Główne pytanie przed derbami Mazowsza brzmiało: W jakim składzie na mecz do Pruszkowa przyjedzie Tempcold? Ostatecznie goście wzmocnili się czterema koszykarzami, ale na niewiele to się zdało. Podopieczni Arkadiusza Miłoszewskiego po słabej drugiej połowie ulegli Zniczowi Basket 75:91.

- Bałem się, że wzmocnienie składu zawodnikami na co dzień grającymi w ekstraklasie podziała na Pruszków jak przysłowiowa płachta na byka. I tak właśnie było – mówił po meczu szkoleniowiec Arkadiusz Miłoszewki. Trener Tempcoldu na mecz ze Zniczem Basket zabrał Marcina Kołowcę, Jarosława Mokrosa, Piotra Pamułę i Tomasza Śniega. Wspomniana czwórka koszykarzy regularnie występuje w PLK, a na zapleczu ekstraklasy zagrała dopiero po raz pierwszy w tym sezonie.

- O tym, że wystąpię w Pruszkowie dowiedziałem się we wtorek wieczorem. Razem mieliśmy tylko jeden godzinny trening. Można powiedzieć, że w pewnym sensie poszliśmy na żywioł - tłumaczył rozgrywający Tomasz Śnieg. Wychowanek MCKiS Jaworzno zaczął mecz jako rezerwowy, a w pierwszej piątce pojawił się jedynie Piotr Pamuła. Pozostali koszykarze z wyjściowego składu albo zaliczają w ekstraklasie dłuższe epizody (Krzysztof Sulima), albo do tej pory nie mieli okazji w niej zagrać (Michał Exner, Michał Nowakowski i Marek Popiołek).

Spotkanie rozpoczęło się po myśli gości. W 3. minucie po dobrych akcjach Popiołka i Sulimy Tempcold prowadził 7:3, by chwilę później przegrywać już 9:19, tracąc 13 punktów z rzędu. - Chcieliśmy grać agresywnie, ale nasza agresja polegała głównie na faulowaniu – przyznał Miłoszewski. Błędy rywali bezlitośnie wykorzystywali zawodnicy Znicza Basket, którzy w całym meczu wykonywali aż 41 rzutów wolnych, w tym 23 w pierwszej połowie. W drugiej kwarcie trenerzy obu zespołów chętnie rotowali składami i mecz się wyrównał. - Podczas zmian straciliśmy kilka punktów z naszej przewagi, ale najważniejsze, że zawodnicy odpoczęli. O to nam chodziło – zaznaczył trener Znicza Basket Roman Skrzecz. - Jestem przekonany, że brak tego typu zmian był kluczem do naszej porażki w Dąbrowie Górniczej. Wyciągnęliśmy wnioski z tamtego meczu, a dzięki temu grało nam się łatwiej.

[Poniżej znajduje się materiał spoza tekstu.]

//! Public cloud private network resource.
//!
//! Networks are provisioned asynchronously: the create call returns a
//! `BUILDING` object and the provider waits until every region reports
//! the network `ACTIVE`. Teardown mirrors this with `DELETING` until the
//! object reports `DELETED` or disappears.

use async_trait::async_trait;
use serde::{Deserialize, Serialize};
use serde_json::{json, Value};
use tracing::debug;

use super::{id_str, opt_i64, required_str, set_attr};
use crate::client::OvhClient;
use crate::error::ProviderError;
use crate::poll::StateWaiter;
use crate::provider::Resource;
use crate::schema::{Attribute, AttributeFlags, AttributeType, Block, NestedBlock, Schema};

/// Type name this resource registers under.
pub const TYPE: &str = "ovh_publiccloud_private_network";

/// vRack-backed private network of a public cloud project.
pub struct PrivateNetwork;

#[derive(Debug, Serialize)]
#[serde(rename_all = "camelCase")]
struct NetworkCreate<'a> {
    service_name: &'a str,
    vlan_id: i64,
    name: &'a str,
    regions: Vec<String>,
}

#[derive(Debug, Serialize)]
struct NetworkUpdate<'a> {
    name: &'a str,
}

#[derive(Debug, Clone, Deserialize)]
#[serde(rename_all = "camelCase")]
struct NetworkRegion {
    #[serde(default)]
    status: String,
    #[serde(default)]
    region: String,
}

#[derive(Debug, Clone, Deserialize)]
#[serde(rename_all = "camelCase")]
struct Network {
    id: String,
    #[serde(default)]
    status: String,
    #[serde(default)]
    vlan_id: i64,
    #[serde(default)]
    name: String,
    #[serde(rename = "type", default)]
    kind: String,
    #[serde(default)]
    regions: Vec<NetworkRegion>,
}

fn network_path(project: &str, id: &str) -> String {
    format!("/cloud/project/{project}/network/private/{id}")
}

fn regions_from_state(state: &Value) -> Vec<String> {
    state
        .get("regions")
        .and_then(Value::as_array)
        .map(|regions| {
            regions
                .iter()
                .filter_map(Value::as_str)
                .map(str::to_string)
                .collect()
        })
        .unwrap_or_default()
}

fn populate(state: &mut Value, network: &Network) {
    set_attr(state, "name", json!(network.name));
    set_attr(state, "status", json!(network.status));
    set_attr(state, "type", json!(network.kind));
    set_attr(state, "vlan_id", json!(network.vlan_id));

    let regions: Vec<&str> = network.regions.iter().map(|r| r.region.as_str()).collect();
    let regions_status: Vec<Value> = network
        .regions
        .iter()
        .map(|r| json!({"region": r.region, "status": r.status}))
        .collect();
    set_attr(state, "regions", json!(regions));
    set_attr(state, "regions_status", json!(regions_status));
    set_attr(state, "id", json!(network.id));
}

type RefreshFuture = std::pin::Pin<
    Box<dyn std::future::Future<Output = Result<(Network, String), crate::error::ApiError>> + Send>,
>;

/// Refresh closure polling the network's status endpoint.
fn refresh(client: &OvhClient, path: &str) -> impl FnMut() -> RefreshFuture {
    let client = client.clone();
    let path = path.to_string();
    move || -> RefreshFuture {
        let client = client.clone();
        let path = path.clone();
        Box::pin(async move {
            let network: Network = client.get(&path).await?;
            let status = network.status.clone();
            Ok((network, status))
        })
    }
}

#[async_trait]
impl Resource for PrivateNetwork {
    fn schema(&self) -> Schema {
        Schema::v0()
            .with_attribute(
                "project_id",
                Attribute::required_string()
                    .with_env_default("OVH_PROJECT_ID")
                    .force_new(),
            )
            .with_attribute("name", Attribute::required_string())
            .with_attribute(
                "vlan_id",
                Attribute::optional_int64().with_default(json!(0)).force_new(),
            )
            .with_attribute(
                "regions",
                Attribute::new(
                    AttributeType::set(AttributeType::String),
                    AttributeFlags::optional_computed(),
                )
                .force_new(),
            )
            .with_block(
                "regions_status",
                NestedBlock::set(
                    Block::new()
                        .with_attribute("status", Attribute::computed_string())
                        .with_attribute(
                            "region",
                            Attribute::new(AttributeType::String, AttributeFlags::optional_computed()),
                        ),
                ),
            )
            .with_attribute("status", Attribute::computed_string())
            .with_attribute("type", Attribute::computed_string())
            .with_attribute("id", Attribute::computed_string())
    }

    async fn create(
        &self,
        client: &OvhClient,
        mut state: Value,
    ) -> Result<Value, ProviderError> {
        let project = required_str(&state, "project_id")?.to_string();
        let name = required_str(&state, "name")?.to_string();

        let params = NetworkCreate {
            service_name: &project,
            vlan_id: opt_i64(&state, "vlan_id").unwrap_or(0),
            name: &name,
            regions: regions_from_state(&state),
        };

        debug!(project = %project, name = %name, "creating private network");

        let network: Network = client
            .post(&format!("/cloud/project/{project}/network/private"), &params)
            .await?;

        let path = network_path(&project, &network.id);
        StateWaiter::new(format!("private network {}", network.id))
            .pending(&["BUILDING"])
            .target(&["ACTIVE"])
            .wait_for(refresh(client, &path))
            .await?;

        debug!(network = %network.id, "private network active");

        set_attr(&mut state, "id", json!(network.id));
        Ok(state)
    }

    async fn read(&self, client: &OvhClient, mut state: Value) -> Result<Value, ProviderError> {
        let project = required_str(&state, "project_id")?.to_string();
        let id = id_str(&state)?.to_string();

        let network: Network = client.get(&network_path(&project, &id)).await?;
        populate(&mut state, &network);
        Ok(state)
    }

    async fn update(
        &self,
        client: &OvhClient,
        prior: Value,
        mut planned: Value,
    ) -> Result<Value, ProviderError> {
        let project = required_str(&planned, "project_id")?.to_string();
        let id = id_str(&prior)?.to_string();
        let name = required_str(&planned, "name")?.to_string();

        client
            .put(&network_path(&project, &id), &NetworkUpdate { name: &name })
            .await?;

        debug!(project = %project, network = %id, "renamed private network");

        set_attr(&mut planned, "id", json!(id));
        Ok(planned)
    }

    async fn delete(&self, client: &OvhClient, state: Value) -> Result<(), ProviderError> {
        let project = required_str(&state, "project_id")?.to_string();
        let id = id_str(&state)?.to_string();
        let path = network_path(&project, &id);

        debug!(project = %project, network = %id, "deleting private network");

        client.delete(&path).await?;

        StateWaiter::new(format!("deletion of private network {id}"))
            .pending(&["DELETING"])
            .target(&["DELETED"])
            .absent_means("DELETED")
            .wait_for(refresh(client, &path))
            .await?;

        Ok(())
    }

    async fn exists(&self, client: &OvhClient, state: Value) -> Result<bool, ProviderError> {
        let project = required_str(&state, "project_id")?.to_string();
        let id = id_str(&state)?.to_string();

        match client.get::<Network>(&network_path(&project, &id)).await {
            Ok(_) => Ok(true),
            Err(e) if e.is_not_found() => Ok(false),
            Err(e) => Err(e.into()),
        }
    }

    async fn import(&self, _client: &OvhClient, id: &str) -> Result<Value, ProviderError> {
        // The composite state is recovered by the read that follows; the
        // owning project is not part of the vendor id.
        let project = std::env::var("OVH_PROJECT_ID").unwrap_or_default();
        Ok(json!({"id": id, "project_id": project}))
    }
}

#[cfg(test)]
mod tests {
    use super::*;
    use crate::client::Method;
    use crate::testing::MockTransport;
    use std::sync::Arc;

    fn network_json(status: &str) -> Value {
        json!({
            "id": "pn-1000",
            "status": status,
            "vlanId": 42,
            "name": "backend",
            "type": "private",
            "regions": [
                {"region": "GRA1", "status": status},
                {"region": "SBG3", "status": status},
            ],
        })
    }

    const NETWORK_PATH: &str = "/cloud/project/p-1/network/private/pn-1000";

    #[tokio::test(start_paused = true)]
    async fn test_create_waits_for_active() {
        let transport = Arc::new(MockTransport::new());
        transport.stub(
            Method::Post,
            "/cloud/project/p-1/network/private",
            network_json("BUILDING"),
        );
        transport.enqueue(Method::Get, NETWORK_PATH, Ok(network_json("BUILDING")));
        transport.enqueue(Method::Get, NETWORK_PATH, Ok(network_json("BUILDING")));
        transport.enqueue(Method::Get, NETWORK_PATH, Ok(network_json("ACTIVE")));

        let client = OvhClient::new(transport.clone());
        let state = PrivateNetwork
            .create(
                &client,
                json!({"project_id": "p-1", "name": "backend", "vlan_id": 42, "regions": ["GRA1", "SBG3"]}),
            )
            .await
            .unwrap();

        assert_eq!(state["id"], "pn-1000");
        assert_eq!(transport.count(Method::Get, NETWORK_PATH), 3);

        // The create body follows the vendor's shape.
        let calls = transport.calls();
        assert_eq!(
            calls[0].body.as_ref().unwrap(),
            &json!({"serviceName": "p-1", "vlanId": 42, "name": "backend", "regions": ["GRA1", "SBG3"]})
        );
    }

    #[tokio::test(start_paused = true)]
    async fn test_create_fails_when_network_never_activates() {
        let transport = Arc::new(MockTransport::new());
        transport.stub(
            Method::Post,
            "/cloud/project/p-1/network/private",
            network_json("BUILDING"),
        );
        transport.stub(Method::Get, NETWORK_PATH, network_json("BUILDING"));

        let client = OvhClient::new(transport);
        let err = PrivateNetwork
            .create(&client, json!({"project_id": "p-1", "name": "backend"}))
            .await
            .unwrap_err();

        match err {
            ProviderError::DeadlineExceeded(msg) => {
                assert!(msg.contains("private network pn-1000"))
            }
            other => panic!("expected DeadlineExceeded, got {other}"),
        }
    }

    #[tokio::test]
    async fn test_read_round_trips_vendor_fields() {
        let transport = Arc::new(MockTransport::new());
        transport.stub(Method::Get, NETWORK_PATH, network_json("ACTIVE"));

        let client = OvhClient::new(transport);
        let state = PrivateNetwork
            .read(&client, json!({"project_id": "p-1", "id": "pn-1000"}))
            .await
            .unwrap();

        assert_eq!(state["name"], "backend");
        assert_eq!(state["status"], "ACTIVE");
        assert_eq!(state["type"], "private");
        assert_eq!(state["vlan_id"], 42);
        assert_eq!(state["regions"], json!(["GRA1", "SBG3"]));
        assert_eq!(
            state["regions_status"],
            json!([
                {"region": "GRA1", "status": "ACTIVE"},
                {"region": "SBG3", "status": "ACTIVE"},
            ])
        );
    }

    #[tokio::test]
    async fn test_update_renames() {
        let transport = Arc::new(MockTransport::new());
        transport.stub(Method::Put, NETWORK_PATH, Value::Null);

        let client = OvhClient::new(transport.clone());
        let state = PrivateNetwork
            .update(
                &client,
                json!({"project_id": "p-1", "id": "pn-1000", "name": "backend"}),
                json!({"project_id": "p-1", "name": "frontend"}),
            )
            .await
            .unwrap();

        assert_eq!(state["id"], "pn-1000");
        let calls = transport.calls();
        assert_eq!(calls[0].body.as_ref().unwrap(), &json!({"name": "frontend"}));
    }

    #[tokio::test(start_paused = true)]
    async fn test_delete_polls_until_gone() {
        let transport = Arc::new(MockTransport::new());
        transport.stub(Method::Delete, NETWORK_PATH, Value::Null);
        transport.enqueue(Method::Get, NETWORK_PATH, Ok(network_json("DELETING")));
        transport.enqueue(
            Method::Get,
            NETWORK_PATH,
            Err((404, "This private network does not exist".to_string())),
        );

        let client = OvhClient::new(transport.clone());
        PrivateNetwork
            .delete(&client, json!({"project_id": "p-1", "id": "pn-1000"}))
            .await
            .unwrap();

        assert_eq!(transport.count(Method::Get, NETWORK_PATH), 2);
    }

    #[tokio::test(start_paused = true)]
    async fn test_delete_accepts_explicit_deleted_status() {
        let transport = Arc::new(MockTransport::new());
        transport.stub(Method::Delete, NETWORK_PATH, Value::Null);
        transport.enqueue(Method::Get, NETWORK_PATH, Ok(network_json("DELETING")));
        transport.enqueue(Method::Get, NETWORK_PATH, Ok(network_json("DELETED")));

        let client = OvhClient::new(transport);
        PrivateNetwork
            .delete(&client, json!({"project_id": "p-1", "id": "pn-1000"}))
            .await
            .unwrap();
    }

    #[tokio::test]
    async fn test_import_recovers_project_from_environment() {
        let _guard = crate::testing::env_lock();
        std::env::set_var("OVH_PROJECT_ID", "p-imported");
        let client = OvhClient::new(Arc::new(MockTransport::new()));
        let state = PrivateNetwork.import(&client, "pn-7").await.unwrap();
        assert_eq!(state["id"], "pn-7");
        assert_eq!(state["project_id"], "p-imported");
        std::env::remove_var("OVH_PROJECT_ID");
    }
}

Do przerwy Znicz Basket prowadził 44:40, ale z każdą minutą drugiej połowy systematycznie powiększał swoją przewagę. Bardzo dobre zawody w drużynie gospodarzy rozgrywał Michał Aleksandrowicz, który oprócz ataku (19 pkt. po przerwie), angażował się również w obronie (7 zbiórek, 5 przechwytów). 20-letni obrońca pogrążył Tempcold zwłaszcza pod koniec trzeciej kwarty. Najpierw trafił za trzy po przechwycie, a chwilę później wykonał akcję 3+1. W całym spotkaniu Aleksandrowicz rzucił 23 punkty (5/5 za 3). - Nie będę ukrywał, że miałem pretensje do Michała za grę w pierwszej połowie. W sytuacjach, w których powinien rzucać, nie robił tego – wyjaśnił Skrzecz. Z gry w pierwszych 20 minutach nie był zadowolony również sam Aleksandrowicz. - Pierwsza połowa w moim wykonaniu była kiepska, byłem za słabo pobudzony. Na szczęście później przyszła odpowiednia koncentracja – mówił koszykarz. - O tym meczu myśleliśmy już podczas drogi powrotnej z Dąbrowy Górniczej. Bardzo chcieliśmy pokazać, że potrafimy grać w koszykówkę. To nam się udało – dodał.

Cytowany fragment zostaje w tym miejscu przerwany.